(Dataset entries)
pub mod health;

use axum::{
    routing::{get, post},
    Router,
};

use crate::analytics::handlers as analytics;
use crate::auth::handlers as auth;
use crate::feedback::handlers as feedback;
use crate::forms::handlers as forms;
use crate::locations::handlers as locations;
use crate::qr_codes::handlers as qr_codes;
use crate::state::AppState;

pub fn build_router(state: AppState) -> Router {
    Router::new()
        .route("/health", get(health::health_handler))
        // Auth
        .route("/api/register", post(auth::handle_register))
        .route("/api/login", post(auth::handle_login))
        .route("/api/logout", post(auth::handle_logout))
        .route("/api/business", get(auth::handle_current_business))
        // Tenant resources
        .route(
            "/api/locations",
            get(locations::handle_list_locations).post(locations::handle_create_location),
        )
        .route(
            "/api/forms",
            get(forms::handle_list_forms).post(forms::handle_create_form),
        )
        .route(
            "/api/forms/:id",
            get(forms::handle_get_form).put(forms::handle_update_form),
        )
        .route(
            "/api/qr-codes",
            get(qr_codes::handle_list_qr_codes).post(qr_codes::handle_create_qr_code),
        )
        .route("/api/feedback", get(feedback::handle_list_feedback))
        // Public submission entry point
        .route(
            "/api/submit-feedback/:qr_code_id",
            post(feedback::handle_submit_feedback),
        )
        // Analytics
        .route("/api/analytics/overview", get(analytics::handle_overview))
        .with_state(state)
}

PROMPT: In the data above, copy every line where the string "state" appears.

TASK RESPONSE:
use crate::state::AppState;
pub fn build_router(state: AppState) -> Router {
        .with_state(state)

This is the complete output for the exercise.